= EXERCISE BRIEF =
If a line in the listing below includes the word "Serializer", pick it out.

= DATA IN THIS EXERCISE =
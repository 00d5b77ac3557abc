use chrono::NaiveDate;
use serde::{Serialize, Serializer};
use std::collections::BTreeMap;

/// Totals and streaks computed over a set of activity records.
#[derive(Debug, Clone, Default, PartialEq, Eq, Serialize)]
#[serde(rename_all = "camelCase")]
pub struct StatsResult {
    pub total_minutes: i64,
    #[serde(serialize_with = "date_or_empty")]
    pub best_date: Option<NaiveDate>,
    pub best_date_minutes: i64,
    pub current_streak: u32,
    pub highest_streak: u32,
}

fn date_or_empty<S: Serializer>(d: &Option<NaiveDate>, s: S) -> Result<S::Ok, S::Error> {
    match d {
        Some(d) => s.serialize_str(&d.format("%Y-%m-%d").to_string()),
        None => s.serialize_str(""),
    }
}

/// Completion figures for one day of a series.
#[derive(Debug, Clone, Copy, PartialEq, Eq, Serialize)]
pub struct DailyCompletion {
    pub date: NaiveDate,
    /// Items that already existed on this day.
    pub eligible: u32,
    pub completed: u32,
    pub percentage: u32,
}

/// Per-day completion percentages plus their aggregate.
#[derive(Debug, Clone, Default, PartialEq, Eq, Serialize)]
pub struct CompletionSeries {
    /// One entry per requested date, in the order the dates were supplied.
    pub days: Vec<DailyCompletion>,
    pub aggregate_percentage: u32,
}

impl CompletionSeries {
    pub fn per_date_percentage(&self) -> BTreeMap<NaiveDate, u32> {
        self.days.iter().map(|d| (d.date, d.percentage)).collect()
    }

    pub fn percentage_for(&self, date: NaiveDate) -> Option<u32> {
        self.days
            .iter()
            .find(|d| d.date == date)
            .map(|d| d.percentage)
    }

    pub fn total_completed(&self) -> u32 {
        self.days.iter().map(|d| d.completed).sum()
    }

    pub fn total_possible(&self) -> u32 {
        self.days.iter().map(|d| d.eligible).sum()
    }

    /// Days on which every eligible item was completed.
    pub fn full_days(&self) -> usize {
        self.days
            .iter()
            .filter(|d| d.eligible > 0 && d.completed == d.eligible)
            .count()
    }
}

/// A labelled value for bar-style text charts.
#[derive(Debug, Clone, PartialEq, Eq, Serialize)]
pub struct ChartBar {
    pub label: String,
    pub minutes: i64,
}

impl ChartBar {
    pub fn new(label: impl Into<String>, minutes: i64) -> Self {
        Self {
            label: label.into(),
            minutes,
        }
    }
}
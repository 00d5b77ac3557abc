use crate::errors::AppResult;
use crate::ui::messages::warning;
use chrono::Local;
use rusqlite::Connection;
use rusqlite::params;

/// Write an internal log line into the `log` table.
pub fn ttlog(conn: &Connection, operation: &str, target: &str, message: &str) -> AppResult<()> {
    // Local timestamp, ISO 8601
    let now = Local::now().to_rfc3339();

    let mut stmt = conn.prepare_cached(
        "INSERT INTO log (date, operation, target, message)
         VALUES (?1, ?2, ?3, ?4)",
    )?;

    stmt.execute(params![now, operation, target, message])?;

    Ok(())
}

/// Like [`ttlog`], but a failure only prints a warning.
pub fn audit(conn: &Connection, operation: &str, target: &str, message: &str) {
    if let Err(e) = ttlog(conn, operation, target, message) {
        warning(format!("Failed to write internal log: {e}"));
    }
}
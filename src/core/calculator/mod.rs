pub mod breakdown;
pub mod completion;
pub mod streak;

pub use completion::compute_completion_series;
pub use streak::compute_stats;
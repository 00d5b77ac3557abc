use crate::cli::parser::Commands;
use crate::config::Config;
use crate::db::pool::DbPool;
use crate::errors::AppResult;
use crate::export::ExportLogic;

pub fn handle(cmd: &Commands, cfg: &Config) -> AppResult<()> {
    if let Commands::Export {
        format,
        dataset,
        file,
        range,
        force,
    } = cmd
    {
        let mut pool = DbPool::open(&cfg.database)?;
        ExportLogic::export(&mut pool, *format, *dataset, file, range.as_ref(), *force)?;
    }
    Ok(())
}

---

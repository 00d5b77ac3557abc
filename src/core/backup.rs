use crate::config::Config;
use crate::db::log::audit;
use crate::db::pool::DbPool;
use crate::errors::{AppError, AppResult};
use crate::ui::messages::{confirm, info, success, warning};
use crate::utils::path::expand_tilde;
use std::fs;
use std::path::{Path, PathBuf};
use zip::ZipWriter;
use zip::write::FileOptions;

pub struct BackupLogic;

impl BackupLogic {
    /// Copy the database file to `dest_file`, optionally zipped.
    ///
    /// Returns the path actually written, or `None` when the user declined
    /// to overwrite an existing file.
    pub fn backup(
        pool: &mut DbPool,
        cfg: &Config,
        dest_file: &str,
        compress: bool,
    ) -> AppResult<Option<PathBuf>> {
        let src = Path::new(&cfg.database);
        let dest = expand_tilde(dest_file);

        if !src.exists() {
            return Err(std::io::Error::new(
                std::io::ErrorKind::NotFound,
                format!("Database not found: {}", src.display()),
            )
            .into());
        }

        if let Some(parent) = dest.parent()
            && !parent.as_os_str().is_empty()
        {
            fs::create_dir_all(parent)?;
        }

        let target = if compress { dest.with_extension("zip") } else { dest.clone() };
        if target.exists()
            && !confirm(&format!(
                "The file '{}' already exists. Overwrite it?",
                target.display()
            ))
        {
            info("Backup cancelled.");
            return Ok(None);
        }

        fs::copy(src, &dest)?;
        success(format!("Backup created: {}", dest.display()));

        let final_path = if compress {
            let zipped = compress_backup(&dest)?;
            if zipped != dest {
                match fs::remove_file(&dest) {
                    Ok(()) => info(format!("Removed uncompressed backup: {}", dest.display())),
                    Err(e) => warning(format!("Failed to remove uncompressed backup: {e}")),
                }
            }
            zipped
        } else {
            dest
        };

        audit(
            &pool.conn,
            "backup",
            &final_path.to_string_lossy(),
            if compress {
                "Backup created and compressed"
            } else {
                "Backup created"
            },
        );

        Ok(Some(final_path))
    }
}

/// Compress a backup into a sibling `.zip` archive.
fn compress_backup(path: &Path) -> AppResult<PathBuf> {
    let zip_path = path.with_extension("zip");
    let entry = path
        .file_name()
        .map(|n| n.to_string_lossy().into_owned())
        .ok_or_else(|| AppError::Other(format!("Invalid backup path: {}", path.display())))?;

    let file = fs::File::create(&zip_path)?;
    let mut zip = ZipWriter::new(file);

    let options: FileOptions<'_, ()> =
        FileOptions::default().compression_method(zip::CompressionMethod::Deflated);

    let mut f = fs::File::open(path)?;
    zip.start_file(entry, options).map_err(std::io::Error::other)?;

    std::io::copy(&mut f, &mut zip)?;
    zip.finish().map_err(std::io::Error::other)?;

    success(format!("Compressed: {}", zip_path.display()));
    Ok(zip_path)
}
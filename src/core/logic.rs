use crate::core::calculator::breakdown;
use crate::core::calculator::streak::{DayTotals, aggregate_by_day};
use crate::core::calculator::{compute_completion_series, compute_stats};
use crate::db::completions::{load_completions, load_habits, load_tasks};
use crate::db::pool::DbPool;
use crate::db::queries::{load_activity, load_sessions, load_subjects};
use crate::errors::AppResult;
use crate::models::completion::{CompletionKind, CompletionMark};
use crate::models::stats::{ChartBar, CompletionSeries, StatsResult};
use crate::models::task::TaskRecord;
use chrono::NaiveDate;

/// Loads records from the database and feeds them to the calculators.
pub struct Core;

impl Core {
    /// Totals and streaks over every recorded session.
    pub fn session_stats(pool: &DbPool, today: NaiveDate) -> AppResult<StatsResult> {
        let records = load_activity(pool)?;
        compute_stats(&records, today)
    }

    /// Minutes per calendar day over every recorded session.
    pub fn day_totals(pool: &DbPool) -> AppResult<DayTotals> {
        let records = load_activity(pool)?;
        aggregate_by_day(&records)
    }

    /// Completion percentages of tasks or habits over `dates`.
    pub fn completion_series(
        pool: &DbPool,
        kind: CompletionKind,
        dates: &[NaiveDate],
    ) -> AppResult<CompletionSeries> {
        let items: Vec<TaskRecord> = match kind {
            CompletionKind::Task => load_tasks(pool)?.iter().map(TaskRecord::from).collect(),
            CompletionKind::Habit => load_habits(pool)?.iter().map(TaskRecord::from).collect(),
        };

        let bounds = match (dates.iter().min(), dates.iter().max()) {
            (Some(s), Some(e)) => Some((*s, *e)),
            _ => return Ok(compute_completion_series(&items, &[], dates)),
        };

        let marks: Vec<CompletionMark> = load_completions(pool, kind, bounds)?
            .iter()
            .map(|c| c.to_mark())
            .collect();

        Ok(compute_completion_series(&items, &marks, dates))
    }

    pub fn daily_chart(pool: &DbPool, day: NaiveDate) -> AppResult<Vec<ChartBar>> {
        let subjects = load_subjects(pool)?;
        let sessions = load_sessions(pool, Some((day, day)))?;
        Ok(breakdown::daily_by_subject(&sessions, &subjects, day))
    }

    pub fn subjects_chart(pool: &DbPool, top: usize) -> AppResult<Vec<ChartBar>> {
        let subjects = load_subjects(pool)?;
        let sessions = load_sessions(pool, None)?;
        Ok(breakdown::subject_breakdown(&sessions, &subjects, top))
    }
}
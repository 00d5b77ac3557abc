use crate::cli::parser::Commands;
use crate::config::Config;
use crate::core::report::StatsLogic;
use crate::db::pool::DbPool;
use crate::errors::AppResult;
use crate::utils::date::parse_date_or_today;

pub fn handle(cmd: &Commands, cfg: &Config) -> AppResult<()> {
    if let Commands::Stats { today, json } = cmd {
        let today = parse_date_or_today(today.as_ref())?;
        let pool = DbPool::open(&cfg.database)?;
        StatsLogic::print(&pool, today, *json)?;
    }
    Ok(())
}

= WRITTEN RESPONSE =
use serde::{Serialize, Serializer};
fn date_or_empty<S: Serializer>(d: &Option<NaiveDate>, s: S) -> Result<S::Ok, S::Error> {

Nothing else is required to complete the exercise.